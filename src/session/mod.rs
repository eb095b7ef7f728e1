//! Caller-facing orchestration of one analysis at a time.
//!
//! An [`AnalysisSession`] drives [`JobSubmitter`] then [`StatusPoller`] and
//! owns the authoritative [`SessionState`]:
//!
//! ```text
//!   idle ──start──→ submitting ──ok──→ polling ──completed──→ completed
//!                       │                 │
//!                       └──error──→ failed ←──failed/timeout/retries
//!
//!   any state ──reset──→ idle
//! ```
//!
//! # One active watch
//!
//! Every `start`, `retry` and `reset` bumps a generation counter and stops
//! the previous watch. Poll events and submission results carry the
//! generation they were issued under and are dropped on mismatch, so a late
//! response can never resurrect a reset or superseded analysis.
//!
//! # Lock order
//!
//! A watch delivers events with its phase lock held and the session lock is
//! taken inside that. Nothing here may touch a watch's phase while holding
//! the session lock; `Watch::stop` is only called after the guard is dropped.

mod observer;
mod state;

pub use observer::{Callbacks, NoopObserver, SessionObserver};
pub use state::{SessionState, SessionStatus};

use std::sync::{Arc, Mutex, MutexGuard};

use tokio::sync::watch;
use tokio::task::JoinHandle;

use crate::api::JobBackend;
use crate::config::ClientConfig;
use crate::error::{AnalysisError, Result};
use crate::job::JobHandle;
use crate::poller::{PollEvent, StatusPoller, Watch};
use crate::submitter::{AnalysisInput, JobSubmitter};

/// Public entry point: submit a resume, observe it to completion.
///
/// Cloning is cheap and every clone drives the same session.
#[derive(Clone)]
pub struct AnalysisSession {
    shared: Arc<Shared>,
}

struct Shared {
    submitter: JobSubmitter,
    poller: StatusPoller,
    observer: Arc<dyn SessionObserver>,
    state_tx: watch::Sender<SessionState>,
    inner: Mutex<Inner>,
}

struct Inner {
    state: SessionState,
    generation: u64,
    handle: Option<JobHandle>,
    watch: Option<Watch>,
    /// True from watch spawn until its terminal event or until superseded.
    watching: bool,
}

impl Shared {
    fn lock(&self) -> MutexGuard<'_, Inner> {
        self.inner.lock().unwrap_or_else(|poisoned| poisoned.into_inner())
    }

    fn publish(&self, inner: &mut Inner, state: SessionState) {
        inner.state = state.clone();
        self.state_tx.send_replace(state);
    }

    /// Apply a poll event issued under `generation`.
    fn apply(&self, generation: u64, event: PollEvent) {
        let mut inner = self.lock();
        if inner.generation != generation {
            tracing::debug!(generation, current = inner.generation, "Discarding stale poll event");
            return;
        }

        let mut state = inner.state.clone();
        match event {
            PollEvent::Progress {
                progress,
                updated_at,
            } => {
                state.set_progress(progress, updated_at);
                self.publish(&mut inner, state);
                self.observer.on_progress(progress);
            }
            PollEvent::Completed(result) => {
                inner.watching = false;
                state.complete(result.clone());
                self.publish(&mut inner, state);
                self.observer.on_complete(&result);
            }
            PollEvent::Failed(err) => {
                inner.watching = false;
                let message = err.to_string();
                state.fail(message.clone());
                self.publish(&mut inner, state);
                self.observer.on_error(&message);
            }
        }
    }
}

impl AnalysisSession {
    pub fn new(backend: Arc<dyn JobBackend>, config: &ClientConfig) -> Self {
        Self::with_observer(backend, config, NoopObserver)
    }

    pub fn with_observer(
        backend: Arc<dyn JobBackend>,
        config: &ClientConfig,
        observer: impl SessionObserver + 'static,
    ) -> Self {
        let (state_tx, _) = watch::channel(SessionState::idle());

        Self {
            shared: Arc::new(Shared {
                submitter: JobSubmitter::new(backend.clone(), config.files.clone()),
                poller: StatusPoller::new(backend, config.polling.clone()),
                observer: Arc::new(observer),
                state_tx,
                inner: Mutex::new(Inner {
                    state: SessionState::idle(),
                    generation: 0,
                    handle: None,
                    watch: None,
                    watching: false,
                }),
            }),
        }
    }

    /// Snapshot of the current state.
    pub fn state(&self) -> SessionState {
        self.shared.lock().state.clone()
    }

    /// Receive every state replacement from now on.
    pub fn subscribe(&self) -> watch::Receiver<SessionState> {
        self.shared.state_tx.subscribe()
    }

    /// Handle of the job currently owned by the session, if any.
    pub fn job_handle(&self) -> Option<JobHandle> {
        self.shared.lock().handle.clone()
    }

    /// True while a watch is polling for this session.
    pub fn is_watching(&self) -> bool {
        self.shared.lock().watching
    }

    /// Kick off an analysis without waiting for the submission.
    ///
    /// The session is `submitting` when this returns. The outcome arrives
    /// through the observer and [`subscribe`](Self::subscribe); the returned
    /// task resolves to the submission result. Must be called inside a Tokio
    /// runtime.
    pub fn start(&self, input: AnalysisInput) -> JoinHandle<Result<JobHandle>> {
        let generation = self.begin();
        let session = self.clone();
        tokio::spawn(async move { session.finish_submission(generation, input).await })
    }

    /// Submit and wait for the job handle. Polling continues in the
    /// background once this returns `Ok`.
    ///
    /// Returns [`AnalysisError::Superseded`] if the session was reset or
    /// restarted while the submission was in flight.
    pub async fn submit(&self, input: AnalysisInput) -> Result<JobHandle> {
        let generation = self.begin();
        self.finish_submission(generation, input).await
    }

    /// Stop any active watch and return to `idle`. Safe from any state.
    pub fn reset(&self) {
        let previous = {
            let mut inner = self.shared.lock();
            inner.generation += 1;
            inner.handle = None;
            inner.watching = false;
            if !inner.state.is_idle() {
                self.shared.publish(&mut inner, SessionState::idle());
                tracing::debug!("Analysis session reset");
            }
            inner.watch.take()
        };

        if let Some(watch) = previous {
            watch.stop();
        }
    }

    /// Watch the current job again after a failed watch, with a fresh clock
    /// and retry budget.
    ///
    /// Returns false (and does nothing) unless the session failed after its
    /// job was submitted.
    pub fn retry(&self) -> bool {
        let previous = {
            let mut inner = self.shared.lock();
            let Some(handle) = inner.handle.clone() else {
                return false;
            };
            if !inner.state.is_failed() {
                return false;
            }

            inner.generation += 1;
            let generation = inner.generation;
            let previous = inner.watch.take();
            self.shared
                .publish(&mut inner, SessionState::polling(&handle));
            inner.watch = Some(self.spawn_watch(&handle, generation));
            inner.watching = true;
            tracing::info!(job_id = %handle.job_id, "Retrying status polling");
            previous
        };

        if let Some(watch) = previous {
            watch.stop();
        }
        true
    }

    /// Wait until the session is neither submitting nor polling.
    pub async fn settled(&self) -> SessionState {
        let mut rx = self.subscribe();
        let settled = rx.wait_for(|state| !state.is_analyzing()).await;
        match settled {
            Ok(state) => state.clone(),
            Err(_) => self.state(),
        }
    }

    /// Supersede whatever is running and enter `submitting`.
    fn begin(&self) -> u64 {
        let (generation, previous) = {
            let mut inner = self.shared.lock();
            inner.generation += 1;
            inner.handle = None;
            inner.watching = false;
            self.shared
                .publish(&mut inner, SessionState::submitting());
            (inner.generation, inner.watch.take())
        };

        if let Some(watch) = previous {
            tracing::debug!(job_id = %watch.job_id(), "Superseding active watch");
            watch.stop();
        }
        generation
    }

    async fn finish_submission(&self, generation: u64, input: AnalysisInput) -> Result<JobHandle> {
        let outcome = self.shared.submitter.submit_input(&input).await;

        let mut inner = self.shared.lock();
        if inner.generation != generation {
            tracing::debug!(
                target_id = %input.target_id,
                "Discarding submission result for superseded analysis"
            );
            return Err(AnalysisError::Superseded);
        }

        match outcome {
            Ok(handle) => {
                self.shared
                    .publish(&mut inner, SessionState::polling(&handle));
                inner.watch = Some(self.spawn_watch(&handle, generation));
                inner.watching = true;
                inner.handle = Some(handle.clone());
                Ok(handle)
            }
            Err(e) => {
                let message = e.to_string();
                let mut state = inner.state.clone();
                state.fail(message.clone());
                self.shared.publish(&mut inner, state);
                self.shared.observer.on_error(&message);
                Err(e)
            }
        }
    }

    fn spawn_watch(&self, handle: &JobHandle, generation: u64) -> Watch {
        let shared = Arc::downgrade(&self.shared);
        self.shared.poller.watch(handle, move |event| {
            if let Some(shared) = shared.upgrade() {
                shared.apply(generation, event);
            }
        })
    }
}

impl std::fmt::Debug for AnalysisSession {
    fn fmt(&self, f: &mut std::fmt::Formatter<'_>) -> std::fmt::Result {
        f.debug_struct("AnalysisSession")
            .field("state", &self.state())
            .finish()
    }
}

Work instruction: Every line containing the string "SessionObserver" should be pulled from the listing and copied.

Task answer:
pub use observer::{Callbacks, NoopObserver, SessionObserver};
    observer: Arc<dyn SessionObserver>,
        observer: impl SessionObserver + 'static,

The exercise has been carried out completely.